In a Hill-HarrisX survey of registered voters who identified as Democrats or Democratic-leaning independents who backed Clinton, Biden was named by 41 percent as their pick to be the party’s 2020 presidential nominee.
Biden’s finished far ahead of second-place finisher South Bend, Ind., Mayor Pete Buttigieg who was named by 9 percent of onetime Clinton supporters.
Sen. Kamala Harris (D-Calif.) and Sen. Elizabeth Warren (D-Mass.) each received 8 percent while Clinton’s closest 2016 challenger, Sen. Bernie Sanders (I-Vt.), was the pick for 6 percent of the respondents.
Seventeen percent of those who once backed the former Secretary of State’s 2016 presidential bid said they were undecided about who they preferred in the current Democratic race.
Sanders fared much better among Democrats and Democratic-leaning independents who said they opposed Clinton in 2016, but it appears that the Vermont senator may not be as popular among people who had once supported him.

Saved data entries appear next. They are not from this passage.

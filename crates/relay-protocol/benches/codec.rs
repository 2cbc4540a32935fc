//! Codec benchmarks for relay-protocol.

use criterion::{black_box, criterion_group, criterion_main, Criterion, Throughput};
use relay_protocol::{codec, Envelope, Frame};

fn message_frame(size: usize) -> Frame {
    Frame::Message(Envelope {
        id: "msg_0123456789abcdef0123456789abcdef".into(),
        from: "client_0123456789abcdef0123456789abcdef".into(),
        to: None,
        content: "x".repeat(size),
        timestamp: 1_700_000_000_000,
    })
}

fn bench_binary(c: &mut Criterion) {
    let frame = message_frame(64);
    let encoded = codec::encode(&frame).unwrap();

    let mut group = c.benchmark_group("binary");
    group.throughput(Throughput::Bytes(encoded.len() as u64));
    group.bench_function("encode_64B", |b| b.iter(|| codec::encode(black_box(&frame))));
    group.bench_function("decode_64B", |b| {
        b.iter(|| codec::decode(black_box(&encoded)))
    });
    group.finish();
}

fn bench_text(c: &mut Criterion) {
    let frame = message_frame(64);
    let encoded = codec::encode_text(&frame).unwrap();

    let mut group = c.benchmark_group("text");
    group.throughput(Throughput::Bytes(encoded.len() as u64));
    group.bench_function("encode_64B", |b| {
        b.iter(|| codec::encode_text(black_box(&frame)))
    });
    group.bench_function("decode_64B", |b| {
        b.iter(|| codec::decode_text(black_box(&encoded)))
    });
    group.finish();
}

fn bench_roundtrip(c: &mut Criterion) {
    let frame = message_frame(256);

    c.bench_function("roundtrip_256B", |b| {
        b.iter(|| {
            let encoded = codec::encode(black_box(&frame)).unwrap();
            codec::decode(black_box(&encoded)).unwrap()
        })
    });
}

criterion_group!(benches, bench_binary, bench_text, bench_roundtrip);
criterion_main!(benches);
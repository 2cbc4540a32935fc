//! Codecs for Relay frames.
//!
//! Two encodings are supported:
//!
//! - **Text**: one JSON object per WebSocket text message.
//! - **Binary**: a 4-byte big-endian length prefix followed by a
//!   MessagePack-encoded frame. Several frames may share one buffer.

use bytes::{Buf, BufMut, Bytes, BytesMut};
use thiserror::Error;

use crate::frames::Frame;

/// Maximum frame size (16 MiB).
pub const MAX_FRAME_SIZE: usize = 16 * 1024 * 1024;

/// Length prefix size in bytes.
pub const LENGTH_PREFIX_SIZE: usize = 4;

/// Protocol errors that can occur during encoding/decoding.
#[derive(Debug, Error)]
pub enum ProtocolError {
    /// Frame exceeds maximum size.
    #[error("Frame size {0} exceeds maximum {MAX_FRAME_SIZE}")]
    FrameTooLarge(usize),

    /// Not enough data to decode frame.
    #[error("Incomplete frame: need {0} more bytes")]
    Incomplete(usize),

    /// MessagePack encoding error.
    #[error("Encoding error: {0}")]
    Encode(#[from] rmp_serde::encode::Error),

    /// MessagePack decoding error.
    #[error("Decoding error: {0}")]
    Decode(#[from] rmp_serde::decode::Error),

    /// JSON encoding or decoding error.
    #[error("JSON error: {0}")]
    Json(#[from] serde_json::Error),
}

/// Encode a frame as a JSON string.
///
/// # Errors
///
/// Returns an error if the frame is too large or serialization fails.
pub fn encode_text(frame: &Frame) -> Result<String, ProtocolError> {
    let text = serde_json::to_string(frame)?;
    if text.len() > MAX_FRAME_SIZE {
        return Err(ProtocolError::FrameTooLarge(text.len()));
    }
    Ok(text)
}

/// Decode a frame from a JSON string.
///
/// # Errors
///
/// Returns an error if the text is too large, not JSON, or not a known frame.
pub fn decode_text(text: &str) -> Result<Frame, ProtocolError> {
    if text.len() > MAX_FRAME_SIZE {
        return Err(ProtocolError::FrameTooLarge(text.len()));
    }
    Ok(serde_json::from_str(text)?)
}

/// Encode a frame to length-prefixed MessagePack.
///
/// # Errors
///
/// Returns an error if the frame is too large or encoding fails.
pub fn encode(frame: &Frame) -> Result<Bytes, ProtocolError> {
    let mut buf = BytesMut::new();
    encode_into(frame, &mut buf)?;
    Ok(buf.freeze())
}

/// Encode a frame into an existing buffer.
///
/// # Errors
///
/// Returns an error if the frame is too large or encoding fails.
pub fn encode_into(frame: &Frame, buf: &mut BytesMut) -> Result<(), ProtocolError> {
    let payload = rmp_serde::to_vec_named(frame)?;

    if payload.len() > MAX_FRAME_SIZE {
        return Err(ProtocolError::FrameTooLarge(payload.len()));
    }

    buf.reserve(LENGTH_PREFIX_SIZE + payload.len());
    buf.put_u32(payload.len() as u32);
    buf.extend_from_slice(&payload);

    Ok(())
}

/// Read the length prefix, if enough bytes are available.
fn frame_length(data: &[u8]) -> Result<Option<usize>, ProtocolError> {
    let Some(prefix) = data.get(..LENGTH_PREFIX_SIZE) else {
        return Ok(None);
    };
    let length = u32::from_be_bytes([prefix[0], prefix[1], prefix[2], prefix[3]]) as usize;
    if length > MAX_FRAME_SIZE {
        return Err(ProtocolError::FrameTooLarge(length));
    }
    Ok(Some(length))
}

/// Decode a single frame from bytes.
///
/// # Errors
///
/// Returns an error if the data is incomplete, too large, or invalid.
pub fn decode(data: &[u8]) -> Result<Frame, ProtocolError> {
    let length = frame_length(data)?
        .ok_or(ProtocolError::Incomplete(LENGTH_PREFIX_SIZE.saturating_sub(data.len())))?;

    let total_size = LENGTH_PREFIX_SIZE + length;
    if data.len() < total_size {
        return Err(ProtocolError::Incomplete(total_size - data.len()));
    }

    Ok(rmp_serde::from_slice(&data[LENGTH_PREFIX_SIZE..total_size])?)
}

/// Try to decode a frame from a buffer, advancing it if successful.
///
/// Returns `Ok(Some(frame))` if a complete frame was decoded,
/// `Ok(None)` if more data is needed, or `Err` on protocol error.
///
/// # Errors
///
/// Returns an error if the frame is too large or invalid. A frame that fails
/// to deserialize is consumed; an oversized length prefix is not, and the
/// caller should discard the buffer.
pub fn decode_from(buf: &mut BytesMut) -> Result<Option<Frame>, ProtocolError> {
    let Some(length) = frame_length(buf)? else {
        return Ok(None);
    };

    if buf.len() < LENGTH_PREFIX_SIZE + length {
        return Ok(None);
    }

    buf.advance(LENGTH_PREFIX_SIZE);
    let payload = buf.split_to(length);
    Ok(Some(rmp_serde::from_slice(&payload)?))
}

#[cfg(test)]
mod tests {
    use super::*;
    use crate::frames::{error_codes, Envelope};

    #[test]
    fn test_binary_roundtrip() {
        let frames = vec![
            Frame::broadcast("Hello, world!"),
            Frame::direct("client_2", "psst"),
            Frame::ping(),
            Frame::welcome("client_1", 1_700_000_000_000),
            Frame::Message(Envelope {
                id: "msg_1".into(),
                from: "client_1".into(),
                to: Some("client_2".into()),
                content: "hi".into(),
                timestamp: 1,
            }),
            Frame::error(error_codes::SESSION_NOT_FOUND, "Session not found"),
        ];

        for frame in frames {
            let encoded = encode(&frame).unwrap();
            assert_eq!(decode(&encoded).unwrap(), frame);
        }
    }

    #[test]
    fn test_text_matches_browser_format() {
        let text = encode_text(&Frame::pong(5)).unwrap();
        assert_eq!(text, r#"{"type":"pong","timestamp":5}"#);

        let frame = decode_text(r#"{"type":"broadcast","content":"hey"}"#).unwrap();
        assert_eq!(frame, Frame::broadcast("hey"));
    }

    #[test]
    fn test_decode_text_rejects_garbage() {
        assert!(matches!(
            decode_text("not json"),
            Err(ProtocolError::Json(_))
        ));
        assert!(decode_text(r#"{"type":"broadcast"}"#).is_err());
    }

    #[test]
    fn test_decode_incomplete() {
        let encoded = encode(&Frame::broadcast("test")).unwrap();

        match decode(&encoded[..5]) {
            Err(ProtocolError::Incomplete(_)) => {}
            other => panic!("Expected Incomplete error, got {:?}", other),
        }
        match decode(&encoded[..2]) {
            Err(ProtocolError::Incomplete(2)) => {}
            other => panic!("Expected Incomplete(2), got {:?}", other),
        }
    }

    #[test]
    fn test_frame_too_large() {
        let frame = Frame::broadcast("x".repeat(MAX_FRAME_SIZE + 1));

        assert!(matches!(encode(&frame), Err(ProtocolError::FrameTooLarge(_))));
        assert!(matches!(
            encode_text(&frame),
            Err(ProtocolError::FrameTooLarge(_))
        ));
    }

    #[test]
    fn test_streaming_decode() {
        let frame1 = Frame::broadcast("one");
        let frame2 = Frame::direct("client_9", "two");

        let mut buf = BytesMut::new();
        encode_into(&frame1, &mut buf).unwrap();
        encode_into(&frame2, &mut buf).unwrap();

        // Hold back the last byte: only the first frame is complete.
        let last = buf.split_off(buf.len() - 1);
        assert_eq!(decode_from(&mut buf).unwrap(), Some(frame1));
        assert_eq!(decode_from(&mut buf).unwrap(), None);

        buf.unsplit(last);
        assert_eq!(decode_from(&mut buf).unwrap(), Some(frame2));
        assert!(buf.is_empty());
    }
}
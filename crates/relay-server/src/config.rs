//! Server configuration.
//!
//! Configuration is layered, later sources overriding earlier ones:
//! - Built-in defaults
//! - TOML configuration file (`RELAY_CONFIG`, or the first of the default paths)
//! - Environment variables (`RELAY_*`, nested keys separated by `__`)

use anyhow::{bail, Context, Result};
use relay_core::RelayConfig;
use serde::{Deserialize, Serialize};
use std::net::SocketAddr;
use std::path::Path;
use std::time::Duration;

/// Default configuration file locations, in priority order.
const CONFIG_PATHS: [&str; 3] = [
    "relay.toml",
    "/etc/relay/relay.toml",
    "~/.config/relay/relay.toml",
];

/// Server configuration.
#[derive(Debug, Clone, Serialize, Deserialize)]
pub struct Config {
    /// Host to bind to.
    #[serde(default = "default_host")]
    pub host: String,

    /// Port to listen on.
    #[serde(default = "default_port")]
    pub port: u16,

    /// Transport configuration.
    #[serde(default)]
    pub transport: TransportConfig,

    /// Message and session retention.
    #[serde(default)]
    pub retention: RetentionConfig,

    /// Heartbeat configuration.
    #[serde(default)]
    pub heartbeat: HeartbeatConfig,

    /// Metrics configuration.
    #[serde(default)]
    pub metrics: MetricsConfig,
}

/// Transport configuration.
#[derive(Debug, Clone, Serialize, Deserialize)]
pub struct TransportConfig {
    /// Enable the WebSocket push channel.
    #[serde(default = "default_true")]
    pub websocket: bool,

    /// Path for WebSocket endpoint.
    #[serde(default = "default_ws_path")]
    pub websocket_path: String,

    /// Enable the HTTP polling API (`/connect`, `/poll`, `/send`, `/disconnect`).
    #[serde(default = "default_true")]
    pub polling: bool,
}

/// Retention configuration.
#[derive(Debug, Clone, Serialize, Deserialize)]
pub struct RetentionConfig {
    /// Maximum number of retained messages.
    #[serde(default = "default_max_messages")]
    pub max_messages: usize,

    /// Maximum message age in milliseconds.
    #[serde(default = "default_message_ttl")]
    pub message_ttl_ms: u64,

    /// Session idle timeout in milliseconds.
    #[serde(default = "default_idle_timeout")]
    pub idle_timeout_ms: u64,

    /// Expiry sweep interval in milliseconds.
    #[serde(default = "default_sweep_interval")]
    pub sweep_interval_ms: u64,

    /// Maximum message content size in bytes.
    #[serde(default = "default_max_content_len")]
    pub max_content_len: usize,
}

/// Heartbeat configuration.
#[derive(Debug, Clone, Serialize, Deserialize)]
pub struct HeartbeatConfig {
    /// Interval between WebSocket pings in milliseconds.
    #[serde(default = "default_heartbeat_interval")]
    pub interval_ms: u64,
}

/// Metrics configuration.
#[derive(Debug, Clone, Serialize, Deserialize)]
pub struct MetricsConfig {
    /// Enable metrics export.
    #[serde(default = "default_true")]
    pub enabled: bool,

    /// Metrics port.
    #[serde(default = "default_metrics_port")]
    pub port: u16,
}

// Default value functions
fn default_host() -> String {
    "127.0.0.1".to_string()
}

fn default_port() -> u16 {
    8443
}

fn default_true() -> bool {
    true
}

fn default_ws_path() -> String {
    "/ws".to_string()
}

fn default_max_messages() -> usize {
    1_000
}

fn default_message_ttl() -> u64 {
    300_000 // 5 minutes
}

fn default_idle_timeout() -> u64 {
    60_000 // 60 seconds
}

fn default_sweep_interval() -> u64 {
    10_000 // 10 seconds
}

fn default_max_content_len() -> usize {
    64 * 1024 // 64 KB
}

fn default_heartbeat_interval() -> u64 {
    30_000 // 30 seconds
}

fn default_metrics_port() -> u16 {
    9090
}

impl Default for Config {
    fn default() -> Self {
        Self {
            host: default_host(),
            port: default_port(),
            transport: TransportConfig::default(),
            retention: RetentionConfig::default(),
            heartbeat: HeartbeatConfig::default(),
            metrics: MetricsConfig::default(),
        }
    }
}

impl Default for TransportConfig {
    fn default() -> Self {
        Self {
            websocket: true,
            websocket_path: default_ws_path(),
            polling: true,
        }
    }
}

impl Default for RetentionConfig {
    fn default() -> Self {
        Self {
            max_messages: default_max_messages(),
            message_ttl_ms: default_message_ttl(),
            idle_timeout_ms: default_idle_timeout(),
            sweep_interval_ms: default_sweep_interval(),
            max_content_len: default_max_content_len(),
        }
    }
}

impl Default for HeartbeatConfig {
    fn default() -> Self {
        Self {
            interval_ms: default_heartbeat_interval(),
        }
    }
}

impl Default for MetricsConfig {
    fn default() -> Self {
        Self {
            enabled: true,
            port: default_metrics_port(),
        }
    }
}

impl Config {
    /// Load configuration from the first config file found, then the environment.
    ///
    /// `RELAY_CONFIG` names an explicit file; otherwise the default paths are
    /// searched. Missing files fall back to defaults.
    ///
    /// # Errors
    ///
    /// Returns an error if a config file exists but cannot be parsed, or if an
    /// environment override has the wrong type.
    pub fn load() -> Result<Self> {
        let path = std::env::var("RELAY_CONFIG").ok().or_else(|| {
            CONFIG_PATHS
                .iter()
                .map(|p| shellexpand::tilde(p).into_owned())
                .find(|p| Path::new(p).exists())
        });

        Self::build(path.as_deref())
    }

    /// Build configuration from an optional TOML file plus `RELAY_*` variables.
    ///
    /// # Errors
    ///
    /// Returns an error if the file cannot be read or parsed.
    pub fn build(path: Option<&str>) -> Result<Self> {
        let mut builder = config::Config::builder();

        if let Some(path) = path {
            builder = builder.add_source(
                config::File::new(path, config::FileFormat::Toml).required(true),
            );
        }

        let settings = builder
            .add_source(
                config::Environment::with_prefix("RELAY")
                    .prefix_separator("_")
                    .separator("__")
                    .try_parsing(true),
            )
            .build()
            .with_context(|| match path {
                Some(path) => format!("Failed to load config file: {path}"),
                None => "Failed to load configuration".to_string(),
            })?;

        settings
            .try_deserialize()
            .context("Failed to parse configuration")
    }

    /// Check the configuration before starting the server.
    ///
    /// Besides the core limits, a push session is only kept alive by answering
    /// heartbeat pings, so pings must arrive within the idle timeout.
    ///
    /// # Errors
    ///
    /// Returns an error if the relay settings are invalid or the heartbeat
    /// interval is zero or not shorter than the idle timeout.
    pub fn validate(&self) -> Result<()> {
        self.relay_config()
            .validate()
            .context("Invalid retention configuration")?;

        if self.heartbeat.interval_ms == 0 {
            bail!("heartbeat.interval_ms must be greater than zero");
        }
        if self.heartbeat.interval_ms >= self.retention.idle_timeout_ms {
            bail!(
                "heartbeat.interval_ms ({}) must be shorter than retention.idle_timeout_ms ({})",
                self.heartbeat.interval_ms,
                self.retention.idle_timeout_ms
            );
        }
        Ok(())
    }

    /// Get the socket address to bind to.
    ///
    /// # Errors
    ///
    /// Returns an error if `host:port` is not a valid socket address.
    pub fn bind_addr(&self) -> Result<SocketAddr> {
        format!("{}:{}", self.host, self.port)
            .parse()
            .with_context(|| format!("Invalid bind address {}:{}", self.host, self.port))
    }

    /// Relay core settings derived from this configuration.
    #[must_use]
    pub fn relay_config(&self) -> RelayConfig {
        RelayConfig {
            max_messages: self.retention.max_messages,
            retention: Duration::from_millis(self.retention.message_ttl_ms),
            idle_timeout: Duration::from_millis(self.retention.idle_timeout_ms),
            sweep_interval: Duration::from_millis(self.retention.sweep_interval_ms),
            max_content_len: self.retention.max_content_len,
        }
    }

    /// Interval between WebSocket heartbeat pings.
    #[must_use]
    pub fn heartbeat_interval(&self) -> Duration {
        Duration::from_millis(self.heartbeat.interval_ms)
    }
}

Twenty-seven percent of respondents who said they had previously backed someone other than Clinton said they supported Sanders this time. In the previous Democratic race, Sanders received 43 percent of the primary and caucus ballots that were cast.
Among respondents who said that they had backed Sanders in 2016, 39 percent said they were supporting him this time.
Biden was the 2020 choice of 21 percent of respondents who had once opposed Clinton. Warren was named by 8 percent of the group. All of the other candidates were named by 3 percent or fewer by the former Clinton opponents. Twenty percent said they had not decided who to support.
The survey was taken online May 17-18 among a statistically representative sample of 448 registered voters who said they were Democrats or independents who favored the Democratic Party. It has a sampling margin of error of 4.6 percentage points and a confidence level of 95 percent.
Thirty-three percent of all respondents said they supported Biden to become the nominee, 14 percent backed Sanders, 8 percent preferred Warren, 6 percent Buttigieg and Harris, and 5 percent picked O’Rourke.